# Assigned task:
Select from the records below every line that has the word "Above" in it.
═══ Provided information
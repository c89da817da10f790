pub mod encoding;
pub mod http;
pub mod retry;
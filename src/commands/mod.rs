pub mod ai_cmd;
pub mod analysis_cmd;
pub mod record_cmd;
pub mod settings_cmd;
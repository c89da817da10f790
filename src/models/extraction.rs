use serde_json::Value;

use super::record::{DragonStatus, LadderLevel, MaPosition, SentimentRecord, Trend};

/// AI 返回的部分记录。字段存在且类型正确才会覆盖，缺失或非法则保留原值。
#[derive(Debug, Clone, Default, PartialEq)]
pub struct MarketExtraction {
    pub indices: Vec<IndexPatch>,
    pub total_volume: Option<f64>,
    pub volume_delta: Option<f64>,
    pub limit_up_count: Option<u32>,
    pub limit_down_count: Option<u32>,
    pub broken_rate: Option<f64>,
    pub trend: Option<Trend>,
    pub yesterday_gain: Option<f64>,
    pub nuclear_count: Option<u32>,
    pub promotion_rate: Option<f64>,
    pub sectors: Vec<SectorPatch>,
    pub ladder: Vec<(LadderLevel, LadderPatch)>,
    pub dragon: Option<String>,
    pub dragon_status: Option<DragonStatus>,
    pub mid_army: Option<String>,
}

#[derive(Debug, Clone, Default, PartialEq)]
pub struct IndexPatch {
    pub name: String,
    pub change_pct: Option<f64>,
    pub ma5: Option<MaPosition>,
}

#[derive(Debug, Clone, Default, PartialEq)]
pub struct SectorPatch {
    pub name: Option<String>,
    pub gain_pct: Option<f64>,
    pub limit_up_count: Option<u32>,
    pub volume: Option<f64>,
}

#[derive(Debug, Clone, Default, PartialEq)]
pub struct LadderPatch {
    pub count: Option<u32>,
    pub stock: Option<String>,
    pub concept: Option<String>,
    pub promotion_rate: Option<f64>,
}

impl MarketExtraction {
    /// 从 AI 返回的 JSON 对象逐字段校验构建
    pub fn from_value(value: &Value) -> Self {
        let mut out = MarketExtraction::default();

        if let Some(items) = value.get("indices").and_then(Value::as_array) {
            out.indices = items
                .iter()
                .filter_map(|item| {
                    let name = text(item.get("name"))?;
                    Some(IndexPatch {
                        name,
                        change_pct: number(item.get("change_pct")),
                        ma5: ma_position(item.get("ma5")),
                    })
                })
                .collect();
        }

        if let Some(s) = value.get("sentiment").filter(|v| v.is_object()) {
            out.total_volume = number(s.get("total_volume"));
            out.volume_delta = number(s.get("volume_delta"));
            out.limit_up_count = count(s.get("limit_up_count"));
            out.limit_down_count = count(s.get("limit_down_count"));
            out.broken_rate = number(s.get("broken_rate"));
            out.trend = s
                .get("trend")
                .and_then(|v| serde_json::from_value::<Trend>(v.clone()).ok());
            out.yesterday_gain = number(s.get("yesterday_gain"));
            out.nuclear_count = count(s.get("nuclear_count"));
            out.promotion_rate = number(s.get("promotion_rate"));
        }

        if let Some(items) = value.get("sectors").and_then(Value::as_array) {
            out.sectors = items
                .iter()
                .take(3)
                .map(|item| SectorPatch {
                    name: text(item.get("name")),
                    gain_pct: number(item.get("gain_pct")),
                    limit_up_count: count(item.get("limit_up_count")),
                    volume: number(item.get("volume")),
                })
                .collect();
        }

        if let Some(map) = value.get("ladder").and_then(Value::as_object) {
            for level in LadderLevel::ALL {
                if let Some(item) = map.get(level.key()).filter(|v| v.is_object()) {
                    out.ladder.push((
                        level,
                        LadderPatch {
                            count: count(item.get("count")),
                            stock: text(item.get("stock")),
                            concept: text(item.get("concept")),
                            promotion_rate: number(item.get("promotion_rate")),
                        },
                    ));
                }
            }
        }

        if let Some(d) = value.get("dragon") {
            match d {
                Value::String(_) => out.dragon = text(Some(d)),
                Value::Object(_) => {
                    out.dragon = text(d.get("name"));
                    out.dragon_status = d
                        .get("status")
                        .and_then(|v| serde_json::from_value::<DragonStatus>(v.clone()).ok());
                    out.mid_army = text(d.get("mid_army"));
                }
                _ => {}
            }
        }

        out
    }

    /// 没有任何可用字段
    pub fn is_empty(&self) -> bool {
        let mut scratch = SentimentRecord::new("");
        self.merge_into(&mut scratch) == 0
    }

    /// 合并进工作记录，返回被覆盖的字段数
    pub fn merge_into(&self, record: &mut SentimentRecord) -> usize {
        let mut changed = 0;

        for patch in &self.indices {
            if let Some(entry) = record.indices.iter_mut().find(|e| e.name == patch.name) {
                changed += set(&mut entry.change_pct, patch.change_pct);
                changed += set(&mut entry.ma5, patch.ma5);
            } else {
                log::debug!("AI 返回了未跟踪的指数: {}", patch.name);
            }
        }

        changed += set(&mut record.total_volume, self.total_volume);
        changed += set(&mut record.volume_delta, self.volume_delta);
        changed += set(&mut record.limit_up_count, self.limit_up_count);
        changed += set(&mut record.limit_down_count, self.limit_down_count);
        changed += set(&mut record.broken_rate, self.broken_rate);
        if let Some(trend) = self.trend {
            record.trend = Some(trend);
            changed += 1;
        }
        changed += set(&mut record.yesterday_gain, self.yesterday_gain);
        changed += set(&mut record.nuclear_count, self.nuclear_count);
        changed += set(&mut record.promotion_rate, self.promotion_rate);

        for (slot, patch) in record.top_sectors.iter_mut().zip(&self.sectors) {
            changed += set(&mut slot.name, patch.name.clone());
            changed += set(&mut slot.gain_pct, patch.gain_pct);
            changed += set(&mut slot.limit_up_count, patch.limit_up_count);
            changed += set(&mut slot.volume, patch.volume);
        }

        for (level, patch) in &self.ladder {
            let entry = record.ladder.get_mut(*level);
            changed += set(&mut entry.count, patch.count);
            changed += set(&mut entry.stock, patch.stock.clone());
            changed += set(&mut entry.concept, patch.concept.clone());
            changed += set(&mut entry.promotion_rate, patch.promotion_rate);
        }

        changed += set(&mut record.dragon, self.dragon.clone());
        changed += set(&mut record.dragon_status, self.dragon_status);
        changed += set(&mut record.mid_army, self.mid_army.clone());

        changed
    }
}

fn set<T>(slot: &mut T, value: Option<T>) -> usize {
    match value {
        Some(v) => {
            *slot = v;
            1
        }
        None => 0,
    }
}

/// 数字或可解析的数字字符串（容忍 %、亿、+ 号）
fn number(v: Option<&Value>) -> Option<f64> {
    match v? {
        Value::Number(n) => n.as_f64().filter(|f| f.is_finite()),
        Value::String(s) => s
            .trim()
            .trim_end_matches('%')
            .trim_end_matches('亿')
            .trim_start_matches('+')
            .trim()
            .parse::<f64>()
            .ok()
            .filter(|f| f.is_finite()),
        _ => None,
    }
}

fn count(v: Option<&Value>) -> Option<u32> {
    let n = number(v)?;
    if n < 0.0 || n > u32::MAX as f64 || n.fract() != 0.0 {
        return None;
    }
    Some(n as u32)
}

fn text(v: Option<&Value>) -> Option<String> {
    v?.as_str()
        .map(str::trim)
        .filter(|s| !s.is_empty())
        .map(str::to_string)
}

fn ma_position(v: Option<&Value>) -> Option<MaPosition> {
    match v? {
        Value::Bool(true) => Some(MaPosition::Above),
        Value::Bool(false) => Some(MaPosition::Below),
        Value::String(s) => match s.trim() {
            "above" | "上方" | "站上" => Some(MaPosition::Above),
            "below" | "下方" | "跌破" => Some(MaPosition::Below),
            _ => None,
        },
        _ => None,
    }
}

#[cfg(test)]
mod tests {
    use super::*;
    use serde_json::json;

    #[test]
    fn test_present_fields_overwrite() {
        let mut r = SentimentRecord::new("2024-03-01");
        let ext = MarketExtraction::from_value(&json!({
            "indices": [{"name": "上证指数", "change_pct": -1.2, "ma5": "below"}],
            "sentiment": {"total_volume": "8650亿", "limit_up_count": 45, "trend": "cliff_drop"},
            "sectors": [{"name": "AI", "gain_pct": "3.5%"}],
            "ladder": {"3": {"count": 2, "stock": "克来机电"}},
            "dragon": {"name": "中马传动", "status": "broken"}
        }));
        let changed = ext.merge_into(&mut r);

        assert_eq!(r.indices[0].change_pct, -1.2);
        assert_eq!(r.indices[0].ma5, MaPosition::Below);
        assert_eq!(r.total_volume, 8650.0);
        assert_eq!(r.limit_up_count, 45);
        assert_eq!(r.trend, Some(Trend::CliffDrop));
        assert_eq!(r.top_sectors[0].name, "AI");
        assert_eq!(r.top_sectors[0].gain_pct, 3.5);
        assert_eq!(r.ladder.get(LadderLevel::Three).count, 2);
        assert_eq!(r.dragon, "中马传动");
        assert_eq!(r.dragon_status, DragonStatus::Broken);
        assert_eq!(changed, 11);
    }

    #[test]
    fn test_invalid_fields_keep_previous_values() {
        let mut r = SentimentRecord::new("2024-03-01");
        r.limit_up_count = 60;
        r.broken_rate = 22.0;
        r.dragon = "老龙头".to_string();
        r.top_sectors[0].name = "机器人".to_string();

        let ext = MarketExtraction::from_value(&json!({
            "sentiment": {"limit_up_count": "很多", "broken_rate": null, "nuclear_count": -3, "trend": "moon"},
            "sectors": [{"name": "  ", "gain_pct": true}],
            "dragon": 42
        }));
        assert!(ext.is_empty());
        assert_eq!(ext.merge_into(&mut r), 0);
        assert_eq!(r.limit_up_count, 60);
        assert_eq!(r.broken_rate, 22.0);
        assert_eq!(r.dragon, "老龙头");
        assert_eq!(r.top_sectors[0].name, "机器人");
    }

    #[test]
    fn test_unknown_index_ignored() {
        let mut r = SentimentRecord::new("2024-03-01");
        let before = r.indices.clone();
        let ext = MarketExtraction::from_value(&json!({
            "indices": [{"name": "纳斯达克", "change_pct": 2.0}]
        }));
        assert_eq!(ext.merge_into(&mut r), 0);
        assert_eq!(r.indices, before);
    }
}
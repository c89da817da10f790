pub mod ai_service;
pub mod ai_task;
pub mod attachments;
pub mod classifier;
pub mod persistence;
pub mod prompts;
pub mod record_store;
pub mod response_parser;
pub mod session;
pub mod trading_day;
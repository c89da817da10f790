use std::future::Future;
use std::sync::atomic::{AtomicBool, Ordering};

use serde::Serialize;
use thiserror::Error;

#[derive(Debug, Error, PartialEq, Eq)]
pub enum AiTaskError {
    #[error("已有 AI 请求进行中，请等待完成")]
    Busy,
}

/// 一次 AI 调用的结果：成功载荷或失败原因
#[derive(Debug, Clone, PartialEq, Serialize)]
#[serde(tag = "status", content = "data", rename_all = "snake_case")]
pub enum AiOutcome<T> {
    Succeeded(T),
    Failed(String),
}

impl<T> AiOutcome<T> {
    pub fn is_success(&self) -> bool {
        matches!(self, AiOutcome::Succeeded(_))
    }

    pub fn into_result(self) -> Result<T, String> {
        match self {
            AiOutcome::Succeeded(v) => Ok(v),
            AiOutcome::Failed(reason) => Err(reason),
        }
    }
}

/// 单槽位：同一时间只允许一个 AI 请求在途，不支持取消
#[derive(Debug, Default)]
pub struct AiTaskSlot {
    busy: AtomicBool,
}

/// 持有期间槽位为忙，drop 后恢复空闲（成功失败都一样）
pub struct SlotGuard<'a> {
    slot: &'a AiTaskSlot,
}

impl Drop for SlotGuard<'_> {
    fn drop(&mut self) {
        self.slot.busy.store(false, Ordering::Release);
    }
}

impl AiTaskSlot {
    pub fn new() -> Self {
        Self::default()
    }

    pub fn is_busy(&self) -> bool {
        self.busy.load(Ordering::Acquire)
    }

    pub fn try_acquire(&self) -> Result<SlotGuard<'_>, AiTaskError> {
        self.busy
            .compare_exchange(false, true, Ordering::AcqRel, Ordering::Acquire)
            .map(|_| SlotGuard { slot: self })
            .map_err(|_| AiTaskError::Busy)
    }

    /// 占住槽位执行 `task`，把错误折叠成 `AiOutcome::Failed`
    pub async fn run<T, F>(&self, task: F) -> Result<AiOutcome<T>, AiTaskError>
    where
        F: Future<Output = anyhow::Result<T>>,
    {
        let _guard = self.try_acquire()?;
        let outcome = match task.await {
            Ok(v) => AiOutcome::Succeeded(v),
            Err(e) => {
                log::error!("AI 请求失败: {:#}", e);
                AiOutcome::Failed(format!("{:#}", e))
            }
        };
        Ok(outcome)
    }
}
pub mod models;
pub mod services;
pub mod commands;
pub mod db;
pub mod utils;

use anyhow::{anyhow, Result};
use db::database::Database;
use models::settings::AppSettings;
use services::ai_task::AiTaskSlot;
use services::record_store::RecordStore;
use services::session::Session;
use std::path::PathBuf;
use std::sync::{Arc, Mutex, MutexGuard};

pub struct AppState {
    pub db: Arc<Database>,
    pub session: Mutex<Session>,
    pub ai_slot: AiTaskSlot,
}

impl AppState {
    pub fn open(data_dir: PathBuf) -> Result<Self> {
        log::debug!("数据目录: {}", data_dir.display());
        Self::with_database(Database::new(data_dir)?)
    }

    pub fn in_memory() -> Result<Self> {
        Self::with_database(Database::open_in_memory()?)
    }

    fn with_database(database: Database) -> Result<Self> {
        let settings = database.load_settings().unwrap_or_default();
        Ok(Self {
            db: Arc::new(database),
            session: Mutex::new(Session::new(settings.max_attachments)),
            ai_slot: AiTaskSlot::new(),
        })
    }

    pub fn settings(&self) -> Result<AppSettings> {
        self.db.load_settings()
    }

    /// 按当前设置的键打开记录库
    pub fn records(&self) -> Result<RecordStore> {
        let settings = self.settings()?;
        Ok(RecordStore::new(self.db.clone(), &settings.store_key))
    }

    pub fn session(&self) -> Result<MutexGuard<'_, Session>> {
        self.session.lock().map_err(|_| anyhow!("session lock poisoned"))
    }

    /// 恢复上次的工作副本（如有）
    pub fn restore_draft(&self) -> Result<bool> {
        let settings = self.settings()?;
        let restored = Session::load_draft(
            self.db.as_ref(),
            &settings.draft_key(),
            settings.max_attachments,
        )?;
        match restored {
            Some(session) => {
                *self.session()? = session;
                Ok(true)
            }
            None => Ok(false),
        }
    }

    pub fn persist_draft(&self) -> Result<()> {
        let settings = self.settings()?;
        self.session()?.save_draft(self.db.as_ref(), &settings.draft_key())
    }
}
use serde::{Deserialize, Serialize};
use super::ai::AIConfig;

#[derive(Debug, Clone, Serialize, Deserialize)]
pub struct AppSettings {
    #[serde(default)]
    pub ai_configs: Vec<AIConfig>,
    #[serde(default)]
    pub active_ai_config_id: Option<String>,
    /// 记录库在 kv 存储中的键，不同版本各用各的命名空间
    #[serde(default = "default_store_key")]
    pub store_key: String,
    #[serde(default)]
    pub score_mode: ScoreMode,
    /// 持续性板块统计回看的已存记录数
    #[serde(default = "default_persistence_window")]
    pub persistence_window: usize,
    /// 附件队列上限，超出淘汰最早的
    #[serde(default = "default_max_attachments")]
    pub max_attachments: usize,
    /// AI 复盘时附带的历史记录条数
    #[serde(default = "default_history_context_days")]
    pub history_context_days: usize,
}

pub const DEFAULT_STORE_KEY: &str = "dragon_faith_records_v3";

fn default_store_key() -> String { DEFAULT_STORE_KEY.to_string() }
fn default_persistence_window() -> usize { 5 }
fn default_max_attachments() -> usize { 10 }
fn default_history_context_days() -> usize { 3 }

impl Default for AppSettings {
    fn default() -> Self {
        Self {
            ai_configs: vec![],
            active_ai_config_id: None,
            store_key: default_store_key(),
            score_mode: ScoreMode::Derived,
            persistence_window: default_persistence_window(),
            max_attachments: default_max_attachments(),
            history_context_days: default_history_context_days(),
        }
    }
}

impl AppSettings {
    /// 当前启用的模型配置
    pub fn active_ai_config(&self) -> Option<&AIConfig> {
        self.ai_configs
            .iter()
            .find(|c| Some(&c.id) == self.active_ai_config_id.as_ref() && c.enabled)
    }

    pub fn draft_key(&self) -> String {
        format!("{}:draft", self.store_key)
    }
}

/// 分数来源：规则推导 或 手动填写
#[derive(Debug, Clone, Copy, PartialEq, Eq, Serialize, Deserialize, Default)]
pub enum ScoreMode {
    #[default]
    #[serde(rename = "derived")]
    Derived,
    #[serde(rename = "manual")]
    Manual,
}
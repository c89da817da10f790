pub mod ai;
pub mod extraction;
pub mod record;
pub mod settings;
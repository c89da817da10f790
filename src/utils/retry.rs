use anyhow::Result;
use std::time::Duration;
use tokio::time::sleep;

/// 指数退避重试（1s, 2s, 4s ...）。
/// 只重试超时、连接错误和 5xx；4xx、解析错误等直接返回。
/// `max_retries` 为 0 时只执行一次。
pub async fn retry_with_backoff<F, Fut, T>(
    max_retries: u32,
    operation: F,
) -> Result<T>
where
    F: Fn() -> Fut,
    Fut: std::future::Future<Output = Result<T>>,
{
    let mut attempt = 0;
    loop {
        match operation().await {
            Ok(val) => return Ok(val),
            Err(e) => {
                if attempt >= max_retries || !is_retryable(&e) {
                    return Err(e);
                }
                let delay = Duration::from_secs(1 << attempt.min(5));
                log::warn!(
                    "AI API 请求失败（第 {} 次），{}s 后重试: {}",
                    attempt + 1,
                    delay.as_secs(),
                    e
                );
                sleep(delay).await;
                attempt += 1;
            }
        }
    }
}

pub fn is_retryable(e: &anyhow::Error) -> bool {
    if let Some(re) = e.downcast_ref::<reqwest::Error>() {
        if re.is_timeout() || re.is_connect() {
            return true;
        }
        if let Some(status) = re.status() {
            return status.is_server_error();
        }
    }
    let err_msg = e.to_string().to_lowercase();
    err_msg.contains("timeout")
        || err_msg.contains("timed out")
        || err_msg.contains("connection")
        || err_msg.contains("(500")
        || err_msg.contains("(502")
        || err_msg.contains("(503")
        || err_msg.contains("(504")
        || err_msg.contains("broken pipe")
        || err_msg.contains("reset by peer")
}
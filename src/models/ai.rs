use serde::{Deserialize, Serialize};

#[derive(Debug, Clone, Serialize, Deserialize)]
pub struct AIConfig {
    pub id: String,
    pub name: String,
    pub base_url: String,
    pub api_key: String,
    pub model_name: String,
    pub max_tokens: u32,
    /// 识图提取用低温，复盘点评可适当调高
    pub temperature: f64,
    pub timeout_secs: u64,
    /// 失败重试次数，0 表示失败即终止
    #[serde(default)]
    pub max_retries: u32,
    pub enabled: bool,
}

impl Default for AIConfig {
    fn default() -> Self {
        Self {
            id: uuid::Uuid::new_v4().to_string(),
            name: "默认模型".to_string(),
            base_url: "https://api.openai.com/v1".to_string(),
            api_key: String::new(),
            model_name: "gpt-4o-mini".to_string(),
            max_tokens: 2048,
            temperature: 0.3,
            timeout_secs: 300,
            max_retries: 0,
            enabled: true,
        }
    }
}

#[derive(Debug, Clone, Serialize, Deserialize)]
pub struct AIAnalysisResult {
    pub id: String,
    /// 对应情绪记录的日期
    pub record_date: String,
    pub model_name: String,
    pub question: String,
    pub content: String,
    pub created_at: String,
}

/// 上传给 AI 的附件（已完成 base64 编码）
#[derive(Debug, Clone, PartialEq, Serialize, Deserialize)]
pub struct Attachment {
    pub file_name: String,
    pub mime_type: String,
    pub base64_data: String,
}

impl Attachment {
    pub fn is_image(&self) -> bool {
        self.mime_type.starts_with("image/")
    }

    pub fn is_text(&self) -> bool {
        self.mime_type.starts_with("text/") || self.mime_type == "application/json"
    }

    pub fn data_url(&self) -> String {
        format!("data:{};base64,{}", self.mime_type, self.base64_data)
    }
}

// ========== Chat Completion 数据结构（支持多模态）==========

#[derive(Debug, Clone, Serialize, Deserialize)]
pub struct ChatMessage {
    pub role: String,
    pub content: MessageContent,
}

/// 纯文本或多模态分段
#[derive(Debug, Clone, Serialize, Deserialize)]
#[serde(untagged)]
pub enum MessageContent {
    Text(String),
    Parts(Vec<ContentPart>),
}

#[derive(Debug, Clone, Serialize, Deserialize)]
#[serde(tag = "type")]
pub enum ContentPart {
    #[serde(rename = "text")]
    Text { text: String },
    #[serde(rename = "image_url")]
    ImageUrl { image_url: ImageUrl },
    #[serde(rename = "file")]
    File { file: FileData },
}

#[derive(Debug, Clone, Serialize, Deserialize)]
pub struct ImageUrl {
    pub url: String,
}

#[derive(Debug, Clone, Serialize, Deserialize)]
pub struct FileData {
    pub filename: String,
    pub file_data: String,
}

impl ChatMessage {
    pub fn system(content: &str) -> Self {
        Self {
            role: "system".to_string(),
            content: MessageContent::Text(content.to_string()),
        }
    }

    pub fn user(content: &str) -> Self {
        Self {
            role: "user".to_string(),
            content: MessageContent::Text(content.to_string()),
        }
    }

    /// 带附件的用户消息；文本附件解码后内联，图片/PDF 以 data URL 传递
    pub fn user_with_attachments(content: &str, attachments: &[Attachment]) -> Self {
        if attachments.is_empty() {
            return Self::user(content);
        }

        let mut parts = vec![ContentPart::Text { text: content.to_string() }];
        for a in attachments {
            if a.is_image() {
                parts.push(ContentPart::ImageUrl {
                    image_url: ImageUrl { url: a.data_url() },
                });
            } else if a.is_text() {
                let text = crate::utils::encoding::decode_base64_text(&a.base64_data)
                    .unwrap_or_default();
                parts.push(ContentPart::Text {
                    text: format!("【附件 {}】\n{}", a.file_name, text),
                });
            } else {
                parts.push(ContentPart::File {
                    file: FileData {
                        filename: a.file_name.clone(),
                        file_data: a.data_url(),
                    },
                });
            }
        }

        Self {
            role: "user".to_string(),
            content: MessageContent::Parts(parts),
        }
    }
}

#[derive(Debug, Clone, Serialize, Deserialize)]
pub struct ChatCompletionRequest {
    pub model: String,
    pub messages: Vec<ChatMessage>,
    #[serde(skip_serializing_if = "Option::is_none")]
    pub max_tokens: Option<u32>,
    #[serde(skip_serializing_if = "Option::is_none")]
    pub temperature: Option<f64>,
    #[serde(skip_serializing_if = "Option::is_none")]
    pub stream: Option<bool>,
}

#[derive(Debug, Clone, Serialize, Deserialize)]
pub struct ChatCompletionResponse {
    pub id: Option<String>,
    pub choices: Vec<ChatChoice>,
    pub usage: Option<TokenUsage>,
}

#[derive(Debug, Clone, Serialize, Deserialize)]
pub struct ChatChoice {
    #[serde(default)]
    pub index: u32,
    pub message: Option<ChatChoiceMessage>,
    pub delta: Option<ChatDelta>,
    pub finish_reason: Option<String>,
}

#[derive(Debug, Clone, Serialize, Deserialize)]
pub struct ChatChoiceMessage {
    pub role: Option<String>,
    pub content: Option<String>,
}

#[derive(Debug, Clone, Serialize, Deserialize)]
pub struct ChatDelta {
    pub role: Option<String>,
    pub content: Option<String>,
}

#[derive(Debug, Clone, Default, Serialize, Deserialize)]
pub struct TokenUsage {
    pub prompt_tokens: u32,
    pub completion_tokens: u32,
    pub total_tokens: u32,
}

/// 流式输出事件
#[derive(Debug, Clone, Serialize, Deserialize)]
pub struct AIStreamEvent {
    pub event_type: String, // "content" | "done"
    pub content: Option<String>,
    pub done: bool,
    pub usage: Option<TokenUsage>,
}

impl AIStreamEvent {
    pub fn content(text: &str) -> Self {
        Self {
            event_type: "content".to_string(),
            content: Some(text.to_string()),
            done: false,
            usage: None,
        }
    }

    pub fn done(usage: Option<TokenUsage>) -> Self {
        Self {
            event_type: "done".to_string(),
            content: None,
            done: true,
            usage,
        }
    }
}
══════
# Result for this task:
        Value::Bool(true) => Some(MaPosition::Above),
            "above" | "上方" | "站上" => Some(MaPosition::Above),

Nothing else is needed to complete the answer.